5 Masalah Pensiun yang Dihadapi Dunia, Indonesia Bagaimana?

Di Indonesia, dana pensiun sepertinya bukan hal yang darurat. Sebagai negara berkembang, banyak orang belum memikirkan masa depan karena masih berjuang untuk masa sekarang.

Agak miris ya tapi memang demikian kenyataannya. Negara dengan sistem pensiun yang terbaik di dunia tahun 2018 menurut data Australian Centre for Financial Studies adalah Belanda, Denmark, Finlandia, Australia, dan Swedia.

hold_hand

Melihat data dari Bank Dunia tahun 2016, negara yang duduk di 5 besar itu tidak berubah banyak. Pertama tetap Belanda, disusul Islandia, Swiss, Amerika, dan Australia.

Indonesia duduk di posisi 69 pada 2016 dan 26 di tahun 2018. Tidak bisa dibilang naik atau turun ya karena keduanya berasal dari riset yang berbeda. Tapi terlihatlah kalau Indonesia masih jauh menganggap dana pensiun sebagai masalah besar.

(Baca: Negara Ramah Lansia, Negara yang Seperti Apa?)

Dana pensiun ini bisa dari mana saja. Bisa dari pemerintah untuk para ASN, dari perusahaan BUMN, atau memang mengumpulkan pribadi lewat DPLK (dana pensiun lembaga keuangan).

Di Indonesia, dana pensiun ini sudah ada regulasinya di UU No 11 Tahun 1992 tentang Dana Pensiun. Jadi aturannya sudah jelas dan lengkap, hanya saja memang orang belum tertarik atau belum terpikir untuk menyisihkan uang mereka untuk dana pensiun.

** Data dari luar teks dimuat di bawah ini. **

//! Server configuration.

use std::net::{Ipv4Addr, SocketAddr, SocketAddrV4};

/// Port the launcher UI connects to when none is configured.
pub const DEFAULT_PORT: u16 = 5012;

/// Server configuration.
#[derive(Debug, Clone, PartialEq, Eq)]
pub struct ServerConfig {
    /// Address to listen on.
    pub bind_addr: SocketAddr,
    /// Version string reported in `HelloReply`.
    pub version: String,
}

impl Default for ServerConfig {
    fn default() -> Self {
        Self {
            bind_addr: SocketAddr::V4(SocketAddrV4::new(Ipv4Addr::LOCALHOST, DEFAULT_PORT)),
            version: env!("CARGO_PKG_VERSION").to_string(),
        }
    }
}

Apa yang jadi masalah dari dana pensiun ini? Ada beberapa masalah dan ini dihadapi oleh negara di seluruh dunia. Tak hanya negara berkembang seperti Indonesia. Apa saja?

1. Orang hidup lebih lama

Dibanding zaman dahulu, orang zaman sekarang cenderung hidup lebih lama. Dengan demikian, dana pensiun yang dibutuhkan pun jadi jauh lebih besar. Jika pemerintah yang membayarkan pensiunnya seperti ASN, usia panjang ini akan jadi beban bagi pemerintah.

Dan ini tentu bukan hanya dialami Indonesia ya. Di berbagai negara Eropa, harapan hidup bertambah 10 tahun. Di Jepang, bahkan bertambah 16 tahun. Bayangkan harus menanggung hidup semua pensiunan selama 16 tahun tambahan dibanding uang yang sudah disiapkan sebelumnya.

2. Ada gap antara jumlah dana pensiun yang dibutuhkan dan yang ditabung

Saat pensiun, kita bisa menghabiskan 20 tahun tidak produktif bekerja. Dalam 20 tahun itu tentu ada inflasi setiap tahunnya. Sementara kita saja produktif bekerja selama sekitar 40 tahun (anggap dari usia 20 hingga 60 tahun). Dengan 40 tahun bekerja, kita harus menghidupi diri sendiri selama 40 tahun dan harus menabung untuk 20 tahun masa pensiun kan. Memang berat sekali terutama kalau tidak dimulai sejak dini.

(Baca: Tarif Bulanan Panti Jompo & Rusun Khusus Lansia dari yang Biasa Hingga Eksklusif)

3. Lebih berat bagi perempuan

Masih banyak negara yang membayar perempuan lebih rendah. Otomatis uang pensiun mereka di masa depan pun akan lebih rendah. Beruntung di Indonesia, sejauh yang saya tahu, tidak ada ya perbedaan gaji antara laki-laki dan perempuan. Meskipun masih banyak sekali PR besar seperti hak-hak perempuan di dunia kerja.

4. Persoalan yang berputar

Yes, ini bagian paling berat. Orang tua yang tidak punya dana pensiun akan jadi beban untuk anaknya sehingga anaknya tidak bisa menabung juga untuk dana pensiun. Persoalannya akan terus berputar dan sulit diputus.

Itu sebabnya, perencanaan keuangan itu sangat penting dan harus dimulai sejak dini. Sudah siapkan dana pensiun belum?